_PROBLEM TO WORK ON_
Each line of the records containing "String" is to be copied out and returned.

Dataset entries:
◆ ◆ ◆ ◆ ◆ ◆ ◆

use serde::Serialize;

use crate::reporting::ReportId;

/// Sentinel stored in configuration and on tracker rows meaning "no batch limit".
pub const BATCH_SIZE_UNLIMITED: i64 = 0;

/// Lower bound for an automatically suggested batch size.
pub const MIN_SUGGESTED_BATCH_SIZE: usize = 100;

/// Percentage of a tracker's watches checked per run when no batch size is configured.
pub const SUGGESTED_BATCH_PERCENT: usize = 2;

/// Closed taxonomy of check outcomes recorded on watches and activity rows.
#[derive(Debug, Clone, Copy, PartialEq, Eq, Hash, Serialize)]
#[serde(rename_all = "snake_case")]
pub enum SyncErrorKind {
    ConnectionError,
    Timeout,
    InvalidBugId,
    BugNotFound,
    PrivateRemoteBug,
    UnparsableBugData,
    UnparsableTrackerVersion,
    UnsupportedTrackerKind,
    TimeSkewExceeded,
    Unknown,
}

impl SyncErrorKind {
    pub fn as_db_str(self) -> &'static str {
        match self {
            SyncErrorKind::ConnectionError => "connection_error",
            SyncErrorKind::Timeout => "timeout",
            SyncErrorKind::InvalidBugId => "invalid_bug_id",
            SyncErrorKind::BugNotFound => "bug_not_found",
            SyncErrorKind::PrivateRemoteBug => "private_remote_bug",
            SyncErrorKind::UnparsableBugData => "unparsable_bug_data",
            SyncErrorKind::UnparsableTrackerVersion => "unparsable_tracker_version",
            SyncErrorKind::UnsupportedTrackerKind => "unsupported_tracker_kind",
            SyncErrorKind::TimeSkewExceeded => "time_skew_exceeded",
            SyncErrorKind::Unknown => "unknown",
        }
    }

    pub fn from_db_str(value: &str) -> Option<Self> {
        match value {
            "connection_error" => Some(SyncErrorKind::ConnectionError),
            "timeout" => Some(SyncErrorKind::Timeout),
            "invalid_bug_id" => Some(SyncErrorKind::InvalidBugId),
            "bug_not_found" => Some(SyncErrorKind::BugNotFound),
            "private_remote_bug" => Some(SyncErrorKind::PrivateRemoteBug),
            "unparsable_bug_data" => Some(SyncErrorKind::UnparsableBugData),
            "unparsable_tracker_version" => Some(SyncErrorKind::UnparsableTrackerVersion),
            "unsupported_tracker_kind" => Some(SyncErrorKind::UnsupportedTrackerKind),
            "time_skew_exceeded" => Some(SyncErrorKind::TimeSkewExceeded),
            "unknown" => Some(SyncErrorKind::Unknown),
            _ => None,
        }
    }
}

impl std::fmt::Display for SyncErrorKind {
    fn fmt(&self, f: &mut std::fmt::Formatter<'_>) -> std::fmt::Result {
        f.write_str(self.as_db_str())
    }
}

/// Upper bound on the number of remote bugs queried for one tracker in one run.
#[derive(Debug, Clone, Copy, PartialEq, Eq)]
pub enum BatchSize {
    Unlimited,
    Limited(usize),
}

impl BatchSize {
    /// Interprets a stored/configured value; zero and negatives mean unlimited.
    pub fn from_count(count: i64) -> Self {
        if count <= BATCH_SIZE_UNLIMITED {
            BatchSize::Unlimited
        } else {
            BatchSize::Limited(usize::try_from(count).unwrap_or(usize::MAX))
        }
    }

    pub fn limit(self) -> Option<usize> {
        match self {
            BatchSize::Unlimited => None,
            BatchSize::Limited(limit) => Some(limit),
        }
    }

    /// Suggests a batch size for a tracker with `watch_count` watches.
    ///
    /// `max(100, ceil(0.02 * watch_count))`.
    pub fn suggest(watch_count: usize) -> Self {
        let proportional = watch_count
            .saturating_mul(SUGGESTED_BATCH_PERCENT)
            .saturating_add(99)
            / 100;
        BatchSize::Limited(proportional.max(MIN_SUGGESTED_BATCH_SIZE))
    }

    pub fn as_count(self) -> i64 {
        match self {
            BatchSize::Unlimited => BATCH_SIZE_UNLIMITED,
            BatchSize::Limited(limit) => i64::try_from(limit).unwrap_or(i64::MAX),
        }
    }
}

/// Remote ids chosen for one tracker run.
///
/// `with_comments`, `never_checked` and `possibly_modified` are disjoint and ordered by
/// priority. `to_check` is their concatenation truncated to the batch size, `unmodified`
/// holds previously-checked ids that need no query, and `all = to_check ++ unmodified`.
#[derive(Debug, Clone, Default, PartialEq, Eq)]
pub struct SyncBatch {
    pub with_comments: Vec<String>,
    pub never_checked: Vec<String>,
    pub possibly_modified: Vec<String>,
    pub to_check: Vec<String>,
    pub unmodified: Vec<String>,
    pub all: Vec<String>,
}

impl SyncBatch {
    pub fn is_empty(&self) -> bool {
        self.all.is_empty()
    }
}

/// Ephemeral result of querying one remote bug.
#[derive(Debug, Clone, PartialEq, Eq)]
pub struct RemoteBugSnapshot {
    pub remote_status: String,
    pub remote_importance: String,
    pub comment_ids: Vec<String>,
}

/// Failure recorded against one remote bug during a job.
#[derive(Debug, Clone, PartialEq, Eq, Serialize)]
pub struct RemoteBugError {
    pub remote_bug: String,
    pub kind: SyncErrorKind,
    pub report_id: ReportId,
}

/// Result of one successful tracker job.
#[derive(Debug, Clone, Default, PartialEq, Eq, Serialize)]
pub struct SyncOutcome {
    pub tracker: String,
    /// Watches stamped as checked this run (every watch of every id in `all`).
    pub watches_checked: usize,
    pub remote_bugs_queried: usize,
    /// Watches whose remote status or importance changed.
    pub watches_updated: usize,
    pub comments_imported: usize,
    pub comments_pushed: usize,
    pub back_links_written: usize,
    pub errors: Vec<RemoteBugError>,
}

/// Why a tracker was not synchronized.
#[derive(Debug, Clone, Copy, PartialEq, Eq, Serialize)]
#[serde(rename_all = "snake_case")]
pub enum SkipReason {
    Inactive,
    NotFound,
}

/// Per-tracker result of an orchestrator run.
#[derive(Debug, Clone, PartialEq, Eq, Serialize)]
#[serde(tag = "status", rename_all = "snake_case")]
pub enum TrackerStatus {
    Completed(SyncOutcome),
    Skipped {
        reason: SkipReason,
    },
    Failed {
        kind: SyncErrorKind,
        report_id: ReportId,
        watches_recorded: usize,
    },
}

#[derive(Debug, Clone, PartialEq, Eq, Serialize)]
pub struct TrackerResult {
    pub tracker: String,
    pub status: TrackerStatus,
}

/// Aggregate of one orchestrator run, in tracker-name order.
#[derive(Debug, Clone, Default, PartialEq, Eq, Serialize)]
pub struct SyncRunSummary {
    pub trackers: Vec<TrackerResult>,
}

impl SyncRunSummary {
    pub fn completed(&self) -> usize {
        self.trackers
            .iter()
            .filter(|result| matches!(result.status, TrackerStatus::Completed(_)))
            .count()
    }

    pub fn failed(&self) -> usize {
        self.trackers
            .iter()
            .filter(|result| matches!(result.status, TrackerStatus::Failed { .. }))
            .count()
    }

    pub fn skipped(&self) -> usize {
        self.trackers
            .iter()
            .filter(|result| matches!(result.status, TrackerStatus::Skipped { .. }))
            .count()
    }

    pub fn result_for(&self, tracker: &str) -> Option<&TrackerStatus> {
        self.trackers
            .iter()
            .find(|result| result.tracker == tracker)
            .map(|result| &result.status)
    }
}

◆ ◆ ◆ ◆ ◆ ◆ ◆

_FINAL ANSWER_
    pub with_comments: Vec<String>,
    pub never_checked: Vec<String>,
    pub possibly_modified: Vec<String>,
    pub to_check: Vec<String>,
    pub unmodified: Vec<String>,
    pub all: Vec<String>,
    pub remote_status: String,
    pub remote_importance: String,
    pub comment_ids: Vec<String>,
    pub remote_bug: String,
    pub tracker: String,
    pub tracker: String,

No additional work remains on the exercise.